The martensitic stainless steel according to the present invention can have high strength of 0.2 % proof stress of 860 MPa or more and excellent carbon dioxide gas corrosion resistance and sulfide stress-corrosion cracking resistance by limiting the steel composition of specified elements and defining Mo content in the steel by relationships with IM values as well as by forming microstructure of the steel with tempered martensite mainly, carbide precipitated during tempering, and intermetallic compounds such as a Laves phase, a σ phase and the like.
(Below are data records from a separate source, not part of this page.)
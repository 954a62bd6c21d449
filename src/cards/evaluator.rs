use super::hand::Hand;
use super::kicks::Kickers;
use super::rank::Rank;
use super::ranking::Ranking;
use super::strength::Strength;
use super::suit::Suit;

/// A-2-3-4-5 as a rank mask
const WHEEL: u16 = 0b_1000000001111;

/// A lazy evaluator for a hand's strength.
///
/// The hand is read once into rank masks by multiplicity: `depth[i]` has bit
/// `r` set when rank `r` appears more than `i` times. Every category is then
/// a few masks and shifts away, checked strongest first. Works for any number
/// of cards; with more than five it finds the best five-card hand without
/// enumerating subsets.
pub struct Evaluator {
    hand: Hand,
    depth: [u16; 4],
}

impl From<Hand> for Evaluator {
    fn from(hand: Hand) -> Self {
        let bits = u64::from(hand);
        let mut depth = [0u16; 4];
        for rank in 0..13u8 {
            let n = (bits & u64::from(Rank::from(rank))).count_ones() as usize;
            depth.iter_mut().take(n).for_each(|mask| *mask |= 1 << rank);
        }
        Self { hand, depth }
    }
}

impl Evaluator {
    pub fn strength(&self) -> Option<Strength> {
        self.find_ranking()
            .map(|ranking| Strength::from((ranking, self.find_kickers(ranking))))
    }
    pub fn find_ranking(&self) -> Option<Ranking> {
        None.or_else(|| self.find_straight_flush())
            .or_else(|| self.find_4_oak())
            .or_else(|| self.find_full_house())
            .or_else(|| self.find_flush())
            .or_else(|| self.find_straight())
            .or_else(|| self.find_3_oak())
            .or_else(|| self.find_pairs())
            .or_else(|| self.find_high_card())
    }
    /// Keep the highest ranks the category leaves room for. Flush kickers
    /// come from the flush suit only.
    pub fn find_kickers(&self, ranking: Ranking) -> Kickers {
        let pool = match ranking {
            Ranking::Flush(_) => self.flush_ranks().unwrap_or_default(),
            _ => self.depth[0],
        };
        let mut kicks = pool & ranking.mask();
        while kicks.count_ones() as usize > ranking.n_kickers() {
            kicks &= kicks - 1;
        }
        Kickers::from(kicks)
    }

    fn find_straight_flush(&self) -> Option<Ranking> {
        self.flush_ranks()
            .and_then(Self::straight)
            .map(Ranking::StraightFlush)
    }
    fn find_4_oak(&self) -> Option<Ranking> {
        Self::top(self.depth[3]).map(Ranking::FourOAK)
    }
    fn find_full_house(&self) -> Option<Ranking> {
        let trips = Self::top(self.depth[2])?;
        let pair = Self::top(self.depth[1] & !u16::from(trips))?;
        Some(Ranking::FullHouse(trips, pair))
    }
    fn find_flush(&self) -> Option<Ranking> {
        self.flush_ranks().map(Rank::from).map(Ranking::Flush)
    }
    fn find_straight(&self) -> Option<Ranking> {
        Self::straight(self.depth[0]).map(Ranking::Straight)
    }
    fn find_3_oak(&self) -> Option<Ranking> {
        Self::top(self.depth[2]).map(Ranking::ThreeOAK)
    }
    fn find_pairs(&self) -> Option<Ranking> {
        let hi = Self::top(self.depth[1])?;
        match Self::top(self.depth[1] & !u16::from(hi)) {
            Some(lo) => Some(Ranking::TwoPair(hi, lo)),
            None => Some(Ranking::OnePair(hi)),
        }
    }
    fn find_high_card(&self) -> Option<Ranking> {
        Self::top(self.depth[0]).map(Ranking::HighCard)
    }

    /// rank mask of the first suit holding five or more cards
    fn flush_ranks(&self) -> Option<u16> {
        Suit::all()
            .iter()
            .map(|suit| self.hand.of(suit))
            .find(|cards| cards.size() >= 5)
            .map(u16::from)
    }
    fn top(mask: u16) -> Option<Rank> {
        match mask {
            0 => None,
            mask => Some(Rank::from(mask)),
        }
    }
    /// bit r of `runs` survives when ranks r-4 through r are all present
    fn straight(ranks: u16) -> Option<Rank> {
        let runs = ranks & ranks << 1 & ranks << 2 & ranks << 3 & ranks << 4;
        match runs {
            0 if ranks & WHEEL == WHEEL => Some(Rank::Five),
            0 => None,
            runs => Some(Rank::from(runs)),
        }
    }
}
//! Hold'em equity, outs and draw odds by Monte Carlo simulation.
//!
//! Cards and hand evaluation live in [`cards`] and [`evaluation`]; the
//! simulation and everything derived from it lives in [`equity`]. With the
//! `server` feature the engine is also reachable from a background [`worker`],
//! an HTTP [`server`], and the `equity` command line tool.
#![allow(dead_code)]

pub mod cards;
pub mod equity;
pub mod evaluation;
pub mod worker;

#[cfg(feature = "server")]
pub mod cli;
#[cfg(feature = "server")]
pub mod server;

#[cfg(feature = "client")]
pub mod wasm;

// ============================================================================
// TYPE ALIASES
// ============================================================================
/// Pot and bet sizes, in whatever unit the caller uses.
pub type Chips = f64;
/// Equities, loss rates and draw odds on a 0 to 1 scale.
pub type Probability = f64;

// ============================================================================
// TRAITS
// ============================================================================
/// Random instance generation for testing and benchmarking.
pub trait Arbitrary {
    /// Generate a uniformly random instance.
    fn random() -> Self;
}

// ============================================================================
// SIMULATION BUDGET
// ============================================================================
/// Trials per call when the caller doesn't say otherwise.
pub const DEFAULT_TRIALS: usize = 2500;
/// Fewest trials a single candidate out is re-simulated with.
pub const OUTS_TRIAL_FLOOR: usize = 140;
/// Share of the caller's trials each candidate out is re-simulated with.
pub const OUTS_TRIAL_FRACTION: f64 = 0.1;
/// Most trials an untrusted request may ask for, baseline or per candidate.
pub const MAX_TRIALS: usize = 50_000;

// ============================================================================
// OUTS CLASSIFICATION
// Heuristic thresholds separating real outs from sampling noise.
// ============================================================================
/// Equity gain over baseline a card must exceed to be a real out.
pub const EQUITY_TOLERANCE: Probability = 0.02;
/// Loss-rate rise over baseline a card must exceed to be a reverse out.
pub const LOSS_TOLERANCE: Probability = 0.03;

// ============================================================================
// RUNTIME UTILITIES
// ============================================================================
/// Default address for the HTTP server.
pub const SERVER_BIND: &str = "127.0.0.1:8080";

/// Initialize dual logging (terminal + file) with timestamped log files.
/// Creates `logs/` directory and writes DEBUG level to file, INFO to terminal.
#[cfg(feature = "server")]
pub fn log() {
    std::fs::create_dir_all("logs").expect("create logs directory");
    let config = simplelog::ConfigBuilder::new()
        .set_location_level(log::LevelFilter::Off)
        .set_target_level(log::LevelFilter::Off)
        .set_thread_level(log::LevelFilter::Off)
        .build();
    let time = std::time::SystemTime::now()
        .duration_since(std::time::UNIX_EPOCH)
        .expect("time moves slow")
        .as_secs();
    let file = simplelog::WriteLogger::new(
        log::LevelFilter::Debug,
        config.clone(),
        std::fs::File::create(format!("logs/{}.log", time)).expect("create log file"),
    );
    let term = simplelog::TermLogger::new(
        log::LevelFilter::Info,
        config,
        simplelog::TerminalMode::Mixed,
        simplelog::ColorChoice::Auto,
    );
    simplelog::CombinedLogger::init(vec![term, file]).expect("initialize logger");
}
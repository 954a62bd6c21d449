use crate::equity::EquityResult;
use crate::equity::Out;
use colored::Colorize;

/// Terminal rendering of an [`EquityResult`].
pub struct Report<'a>(&'a EquityResult);

impl<'a> From<&'a EquityResult> for Report<'a> {
    fn from(result: &'a EquityResult) -> Self {
        Self(result)
    }
}

impl Report<'_> {
    fn cards(outs: &[Out]) -> String {
        outs.iter()
            .map(|out| out.to_string())
            .collect::<Vec<String>>()
            .join(", ")
    }
}

impl std::fmt::Display for Report<'_> {
    fn fmt(&self, f: &mut std::fmt::Formatter) -> std::fmt::Result {
        let r = self.0;
        let ev = format!("{:+.2}", r.ev);
        let ev = match r.ev >= 0. {
            true => ev.green(),
            false => ev.red(),
        };
        let hand = match r.hand_name.is_empty() {
            true => "-".dimmed(),
            false => r.hand_name.as_str().bold(),
        };
        writeln!(f, "{:<10}{}", "hand", hand)?;
        writeln!(f, "{:<10}{:.2}%", "equity", r.equity)?;
        writeln!(f, "{:<10}{}", "ev", ev)?;
        writeln!(f, "{:<10}{:.2}%", "pot odds", r.pot_odds)?;
        writeln!(
            f,
            "{:<10}{} ({:.2}%) {}",
            "outs",
            r.outs.to_string().green(),
            r.draw_odds,
            Self::cards(&r.outs_list)
        )?;
        writeln!(
            f,
            "{:<10}{} {}",
            "dirty",
            r.dirty_outs.to_string().yellow(),
            Self::cards(&r.dirty_outs_list)
        )?;
        write!(
            f,
            "{:<10}{} ({:.2}%) {}",
            "reverse",
            r.reverse_outs.to_string().red(),
            r.reverse_draw_odds,
            Self::cards(&r.reverse_outs_list)
        )
    }
}
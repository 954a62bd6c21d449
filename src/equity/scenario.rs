use crate::Chips;
use crate::cards::Board;
use crate::cards::Card;
use crate::cards::Deck;
use crate::cards::Hand;
use crate::cards::Hole;
use crate::cards::Street;

/// Everything a caller knows about the hand, exactly as supplied.
///
/// Nothing is checked here. [`Spot`] is the validated form the simulation
/// actually runs on.
#[derive(Debug, Clone, PartialEq)]
pub struct Scenario {
    pub hero: Vec<Card>,
    pub board: Vec<Card>,
    pub opponents: usize,
    pub pot: Chips,
    pub bet: Chips,
    pub trials: usize,
}

impl Scenario {
    pub fn new(hero: &[Card], board: &[Card], opponents: usize, pot: Chips, bet: Chips) -> Self {
        Self {
            hero: hero.to_vec(),
            board: board.to_vec(),
            opponents,
            pot,
            bet,
            trials: crate::DEFAULT_TRIALS,
        }
    }
    pub fn with_trials(self, trials: usize) -> Self {
        Self { trials, ..self }
    }
}

/// parse as "hero ~ board", e.g. "As Ks ~ Qs Js 2d", heads-up with no money in play
impl TryFrom<&str> for Scenario {
    type Error = anyhow::Error;
    fn try_from(s: &str) -> Result<Self, Self::Error> {
        let (hero, board) = s
            .split_once('~')
            .ok_or_else(|| anyhow::anyhow!("expected hero ~ board"))?;
        let hero = Card::parse(hero).map_err(anyhow::Error::msg)?;
        let board = Card::parse(board).map_err(anyhow::Error::msg)?;
        Ok(Self::new(&hero, &board, 1, 0., 0.))
    }
}

impl crate::Arbitrary for Scenario {
    fn random() -> Self {
        use rand::Rng;
        let ref mut rng = rand::rng();
        let mut deck = Deck::new();
        let street = [Street::Flop, Street::Turn, Street::Rive][rng.random_range(0..3)];
        let hero = Vec::<Card>::from(Hand::from(deck.hole(rng)));
        let board = (0..street.n_observed())
            .map(|_| deck.draw(rng))
            .collect::<Vec<Card>>();
        let opponents = rng.random_range(0..=4);
        let pot = rng.random_range(0..=200) as Chips;
        let bet = rng.random_range(0..=100) as Chips;
        Self::new(&hero, &board, opponents, pot, bet).with_trials(200)
    }
}

/// A validated scenario: two distinct hole cards, at least a flop, no card
/// shown twice, and sane chip amounts.
#[derive(Debug, Clone, Copy, PartialEq)]
pub struct Spot {
    hero: Hole,
    board: Board,
    opponents: usize,
    pot: Chips,
    bet: Chips,
    trials: usize,
}

impl Spot {
    pub fn hero(&self) -> Hole {
        self.hero
    }
    pub fn board(&self) -> Board {
        self.board
    }
    pub fn opponents(&self) -> usize {
        self.opponents
    }
    pub fn pot(&self) -> Chips {
        self.pot
    }
    pub fn bet(&self) -> Chips {
        self.bet
    }
    pub fn trials(&self) -> usize {
        self.trials
    }
    pub fn street(&self) -> Street {
        self.board.street()
    }
    /// hero's cards together with the board
    pub fn known(&self) -> Hand {
        Hand::add(Hand::from(self.hero), Hand::from(self.board))
    }
    /// every card neither on the board nor in hero's hand
    pub fn unseen(&self) -> Deck {
        Deck::new().without(self.known())
    }
    /// the same spot with one more card already dealt to the board
    pub fn force(&self, card: Card) -> Self {
        Self {
            board: self.board.with(card),
            ..*self
        }
    }
    pub fn with_trials(&self, trials: usize) -> Self {
        Self { trials, ..*self }
    }
}

impl TryFrom<&Scenario> for Spot {
    type Error = anyhow::Error;
    fn try_from(scenario: &Scenario) -> Result<Self, Self::Error> {
        let hero = Hole::try_from(scenario.hero.as_slice()).map_err(anyhow::Error::msg)?;
        let board = Board::try_from(scenario.board.as_slice()).map_err(anyhow::Error::msg)?;
        if board.size() < Street::Flop.n_observed() {
            anyhow::bail!("board needs at least a flop, got {} cards", board.size());
        }
        if Hand::from(hero).intersects(&Hand::from(board)) {
            anyhow::bail!("hero {} overlaps board {}", hero, board);
        }
        for (name, chips) in [("pot", scenario.pot), ("bet", scenario.bet)] {
            if !chips.is_finite() || chips < 0. {
                anyhow::bail!("{} must be a non-negative amount, got {}", name, chips);
            }
        }
        Ok(Self {
            hero,
            board,
            opponents: scenario.opponents,
            pot: scenario.pot,
            bet: scenario.bet,
            trials: scenario.trials,
        })
    }
}
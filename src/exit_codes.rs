/// Process exit codes of `qgate-report`.
pub mod exit {
    pub const SUCCESS: i32 = 0;
    pub const REPORT_FAILURE: i32 = 1;
    pub const CONFIG_FAILURE: i32 = 2;
}
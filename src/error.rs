use std::path::PathBuf;

/// Errors raised while writing the run report.
#[derive(Debug, thiserror::Error)]
pub enum ReportError {
    /// Creating the output directory or opening the report file failed.
    #[error("{}: {source}", .path.display())]
    Io {
        path: PathBuf,
        #[source]
        source: std::io::Error,
    },
    /// Writing a line to the open report failed.
    #[error("failed to write report line")]
    Write(#[from] std::io::Error),
    /// The report has already been closed.
    #[error("report file is closed")]
    Closed,
    /// A required metadata lookup failed.
    #[error("metadata lookup failed: {0}")]
    Probe(#[from] ProbeError),
}

/// Errors raised by the system metadata probes.
#[derive(Debug, thiserror::Error)]
pub enum ProbeError {
    /// The capability is not available on this platform.
    #[error("{0} is not available")]
    Unavailable(&'static str),
    #[error(transparent)]
    Io(#[from] std::io::Error),
}
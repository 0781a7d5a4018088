use std::process::Command;

fn main() {
    let rustc = std::env::var("RUSTC").unwrap_or_else(|_| "rustc".to_string());
    let version = Command::new(rustc)
        .arg("--version")
        .output()
        .ok()
        .filter(|out| out.status.success())
        .map(|out| String::from_utf8_lossy(&out.stdout).trim().to_string())
        .unwrap_or_else(|| "rustc unknown".to_string());

    println!("cargo:rustc-env=QGATE_RUSTC_VERSION={}", version);
    println!("cargo:rerun-if-env-changed=RUSTC");
}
As a result the martensitic stainless steels of the present invention can be applied to practical steels, which can be widely used in oil well tubes and the like under environment including carbon dioxide gas, hydrogen sulfide, chlorine ions or two or more of them, in wide fields.

Claims

A high strength martensitic stainless steel excellent in carbon dioxide gas corrosion resistance and sulfide stress-corrosion cracking resistance and having 0.2 % proof stress of 860 MPa or more, characterized by including, by mass %, C: 0.005 - 0.04 %, Si: 0.5 % or less, Mn: 0.1 - 3.0 %, P: 0.04 % or less, S: 0.01 % or less, Cr: 10 - 15 %, Ni: 4.0 - 8 %, Mo: 2.8 - 5.0 %, Al: 0.001 - 0.10 % and N: 0.07 % or less, and optionally further containing Cu: 0.05 - 1 %, and/or one or more selected from Ti: 0.005 - 0.25 %, V: 0.005 - 0.25 %, Nb: 0.005 - 0.25 %, and Zr: 0.005 - 0.25 % , and/or one or more selected from Ca: 0.0002 - 0.005 %, Mg: 0.0002 - 0.005 %, La: 0.0002 - 0.005 %, and Ce: 0.0002 - 0.005 %, and the balance Fe and impurities, and also characterized by satisfying the expression (1) given below wherein the microstructure mainly comprises tempered martensite, carbide precipitated during tempering, and intermetallic compounds finely precipitated during tempering: Mo ≧ 2.3 - 0.89 Si + 32.2 C wherein the symbols of the respective elements in the expression (1) show the content (mass %) of each element.
A steel according to claim 1 further containing, by mass %, one or more selected from Ti: 0.005 - 0.25 %, V: 0.005 - 0.25 %, Nb: 0.005 - 0.25 %, and Zr: 0.005 - 0.25 %.
A steel according to claim 1 or 2 containing 0.05 - 1 mass % Cu.
A steel according to any one of claims 1 to 3 further containing, by mass %, one or more selected from Ca: 0.0002 - 0.005 %, Mg: 0.0002 - 0.005 %, La: 0.0002 - 0.005 %, and Ce: 0.0002 - 0.005 %.
A steel according to any one of claims 1 to 4 characterized in that the steel is obtainable by subjecting a steel of the composition defined in one of claims 1 to 4 to tempering in which (20 + log t)(T + 273) satisfies 13500 - 17700 when, after quenching the steel at a quenching temperature of 880 °C - 1000 °C, a range of a tempering temperature is set to 450 °C - 620 °C, a tempering temperature is set to T (°C) and tempering time is set to t (hour).
A process for producing a steel according to any one of claims 1 to 5 which comprises tempering a steel having the composition defined in any one of claims 1 to 4, wherein (20 + log t)(T + 273) satisfies 13500 - 17700 when, after quenching the steel at a quenching temperature of 880 °C-1000 °C, a range of a tempering temperature is set to 450 °C - 620 °C, a tempering temperature is set to T (°C) and tempering time is set to t (hour).